### [What the task requires]
For the word "latest", count the lines in the records below that include it and give only that number.
--- Records for this exercise ---
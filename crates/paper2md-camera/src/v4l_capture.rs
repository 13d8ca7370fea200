use crate::stream::{CameraDevice, MediaStream, VideoTrack};
use image::{ImageFormat, Rgb, RgbImage};
use paper2md_core::CameraError;
use std::path::{Path, PathBuf};
use std::sync::atomic::{AtomicBool, Ordering};
use std::sync::{mpsc, Arc, Mutex};
use std::thread::JoinHandle;
use std::time::{Duration, Instant};
use v4l::buffer::Type;
use v4l::io::mmap::Stream;
use v4l::io::traits::CaptureStream;
use v4l::video::Capture;
use v4l::{Device, FourCC};

const BUFFER_COUNT: u32 = 4;
const FIRST_FRAME_TIMEOUT: Duration = Duration::from_secs(3);

/// Video4Linux2 webcam (e.g. `/dev/video0`).
pub struct V4lCamera {
    path: PathBuf,
    name: String,
    requested: Option<(u32, u32)>,
}

impl V4lCamera {
    pub fn new(path: impl Into<PathBuf>, requested: Option<(u32, u32)>) -> Self {
        let path = path.into();
        let name = format!("v4l:{}", path.display());
        Self {
            path,
            name,
            requested,
        }
    }
}

/// Enumerate V4L2 capture nodes as `(name, path)` pairs.
pub fn list_devices() -> Vec<(String, PathBuf)> {
    v4l::context::enum_devices()
        .into_iter()
        .map(|node| {
            let name = node.name().unwrap_or_else(|| "unknown".to_string());
            (name, node.path().to_path_buf())
        })
        .collect()
}

#[derive(Debug, Clone, Copy)]
struct Negotiated {
    width: u32,
    height: u32,
    fourcc: FourCC,
}

struct Shared {
    latest: Mutex<Option<RgbImage>>,
    running: AtomicBool,
}

impl CameraDevice for V4lCamera {
    fn name(&self) -> &str {
        &self.name
    }

    fn open(&self) -> Result<MediaStream, CameraError> {
        let shared = Arc::new(Shared {
            latest: Mutex::new(None),
            running: AtomicBool::new(true),
        });
        let (ready_tx, ready_rx) = mpsc::channel();

        let worker_shared = Arc::clone(&shared);
        let path = self.path.clone();
        let requested = self.requested;
        let worker = std::thread::Builder::new()
            .name("v4l-capture".to_string())
            .spawn(move || capture_loop(path, requested, worker_shared, ready_tx))
            .map_err(|e| CameraError::StreamOpen(e.to_string()))?;

        let negotiated = match ready_rx.recv() {
            Ok(Ok(negotiated)) => negotiated,
            Ok(Err(e)) => {
                let _ = worker.join();
                return Err(e);
            }
            Err(_) => {
                let _ = worker.join();
                return Err(CameraError::StreamOpen(
                    "capture thread exited before negotiating a format".to_string(),
                ));
            }
        };

        tracing::info!(
            device = %self.path.display(),
            width = negotiated.width,
            height = negotiated.height,
            fourcc = %negotiated.fourcc,
            "v4l stream granted"
        );

        Ok(MediaStream::single(V4lTrack {
            label: self.path.display().to_string(),
            width: negotiated.width,
            height: negotiated.height,
            shared,
            worker: Mutex::new(Some(worker)),
        }))
    }
}

fn map_open_error(path: &Path, err: std::io::Error) -> CameraError {
    match err.kind() {
        std::io::ErrorKind::NotFound => CameraError::DeviceNotFound(path.display().to_string()),
        std::io::ErrorKind::PermissionDenied => {
            CameraError::AccessDenied(path.display().to_string())
        }
        _ => CameraError::StreamOpen(format!("{}: {}", path.display(), err)),
    }
}

fn negotiate(dev: &Device, requested: Option<(u32, u32)>) -> Result<Negotiated, CameraError> {
    let mjpg = FourCC::new(b"MJPG");
    let yuyv = FourCC::new(b"YUYV");

    let mut format = dev
        .format()
        .map_err(|e| CameraError::StreamOpen(e.to_string()))?;
    if let Some((width, height)) = requested {
        format.width = width;
        format.height = height;
    }

    format.fourcc = mjpg;
    let mut applied = dev
        .set_format(&format)
        .map_err(|e| CameraError::StreamOpen(e.to_string()))?;
    if applied.fourcc != mjpg {
        format.fourcc = yuyv;
        applied = dev
            .set_format(&format)
            .map_err(|e| CameraError::StreamOpen(e.to_string()))?;
    }
    if applied.fourcc != mjpg && applied.fourcc != yuyv {
        return Err(CameraError::StreamOpen(format!(
            "unsupported pixel format {}",
            applied.fourcc
        )));
    }

    Ok(Negotiated {
        width: applied.width,
        height: applied.height,
        fourcc: applied.fourcc,
    })
}

fn capture_loop(
    path: PathBuf,
    requested: Option<(u32, u32)>,
    shared: Arc<Shared>,
    ready: mpsc::Sender<Result<Negotiated, CameraError>>,
) {
    let dev = match Device::with_path(&path) {
        Ok(dev) => dev,
        Err(e) => {
            let _ = ready.send(Err(map_open_error(&path, e)));
            return;
        }
    };
    let negotiated = match negotiate(&dev, requested) {
        Ok(n) => n,
        Err(e) => {
            let _ = ready.send(Err(e));
            return;
        }
    };
    let mut stream = match Stream::with_buffers(&dev, Type::VideoCapture, BUFFER_COUNT) {
        Ok(stream) => stream,
        Err(e) => {
            let _ = ready.send(Err(map_open_error(&path, e)));
            return;
        }
    };
    let _ = ready.send(Ok(negotiated));

    while shared.running.load(Ordering::Relaxed) {
        match stream.next() {
            Ok((buf, meta)) => {
                let used = (meta.bytesused as usize).min(buf.len());
                let data = if used == 0 { buf } else { &buf[..used] };
                match decode_frame(data, &negotiated) {
                    Ok(frame) => {
                        if let Ok(mut latest) = shared.latest.lock() {
                            *latest = Some(frame);
                        }
                    }
                    Err(e) => tracing::warn!(device = %path.display(), "dropping frame: {e}"),
                }
            }
            Err(e) => {
                tracing::error!(device = %path.display(), "capture stream error: {e}");
                break;
            }
        }
    }

    shared.running.store(false, Ordering::Relaxed);
    tracing::debug!(device = %path.display(), "capture thread exiting, releasing device");
}

fn decode_frame(data: &[u8], negotiated: &Negotiated) -> Result<RgbImage, CameraError> {
    if negotiated.fourcc == FourCC::new(b"MJPG") {
        image::load_from_memory_with_format(data, ImageFormat::Jpeg)
            .map(|img| img.to_rgb8())
            .map_err(|e| CameraError::StreamError(e.to_string()))
    } else {
        yuyv_to_rgb(data, negotiated.width, negotiated.height)
    }
}

/// Convert packed YUYV 4:2:2 into RGB using BT.601 coefficients.
pub fn yuyv_to_rgb(data: &[u8], width: u32, height: u32) -> Result<RgbImage, CameraError> {
    let expected = width as usize * height as usize * 2;
    if data.len() < expected || width % 2 != 0 {
        return Err(CameraError::StreamError(format!(
            "short YUYV frame: {} bytes for {}x{}",
            data.len(),
            width,
            height
        )));
    }

    let mut image = RgbImage::new(width, height);
    for (i, chunk) in data[..expected].chunks_exact(4).enumerate() {
        let (y0, u, y1, v) = (chunk[0], chunk[1], chunk[2], chunk[3]);
        let x = (i as u32 * 2) % width;
        let y = (i as u32 * 2) / width;
        image.put_pixel(x, y, yuv_pixel(y0, u, v));
        image.put_pixel(x + 1, y, yuv_pixel(y1, u, v));
    }
    Ok(image)
}

fn yuv_pixel(y: u8, u: u8, v: u8) -> Rgb<u8> {
    let c = f32::from(y) - 16.0;
    let d = f32::from(u) - 128.0;
    let e = f32::from(v) - 128.0;
    let r = 1.164 * c + 1.596 * e;
    let g = 1.164 * c - 0.392 * d - 0.813 * e;
    let b = 1.164 * c + 2.017 * d;
    Rgb([clamp(r), clamp(g), clamp(b)])
}

fn clamp(value: f32) -> u8 {
    value.round().clamp(0.0, 255.0) as u8
}

pub struct V4lTrack {
    label: String,
    width: u32,
    height: u32,
    shared: Arc<Shared>,
    worker: Mutex<Option<JoinHandle<()>>>,
}

impl VideoTrack for V4lTrack {
    fn label(&self) -> &str {
        &self.label
    }

    fn resolution(&self) -> (u32, u32) {
        (self.width, self.height)
    }

    fn grab_frame(&self) -> Result<RgbImage, CameraError> {
        let deadline = Instant::now() + FIRST_FRAME_TIMEOUT;
        loop {
            if !self.is_live() {
                return Err(CameraError::StreamStopped);
            }
            if let Some(frame) = self.shared.latest.lock().ok().and_then(|l| l.clone()) {
                return Ok(frame);
            }
            if Instant::now() >= deadline {
                return Err(CameraError::StreamError(
                    "no frame received from device".to_string(),
                ));
            }
            std::thread::sleep(Duration::from_millis(10));
        }
    }

    fn stop(&self) {
        self.shared.running.store(false, Ordering::Relaxed);
        let handle = self.worker.lock().ok().and_then(|mut w| w.take());
        if let Some(handle) = handle {
            if handle.join().is_err() {
                tracing::error!(device = %self.label, "capture thread panicked");
            }
        }
    }

    fn is_live(&self) -> bool {
        self.shared.running.load(Ordering::Relaxed)
    }
}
---
### [Answer below]
5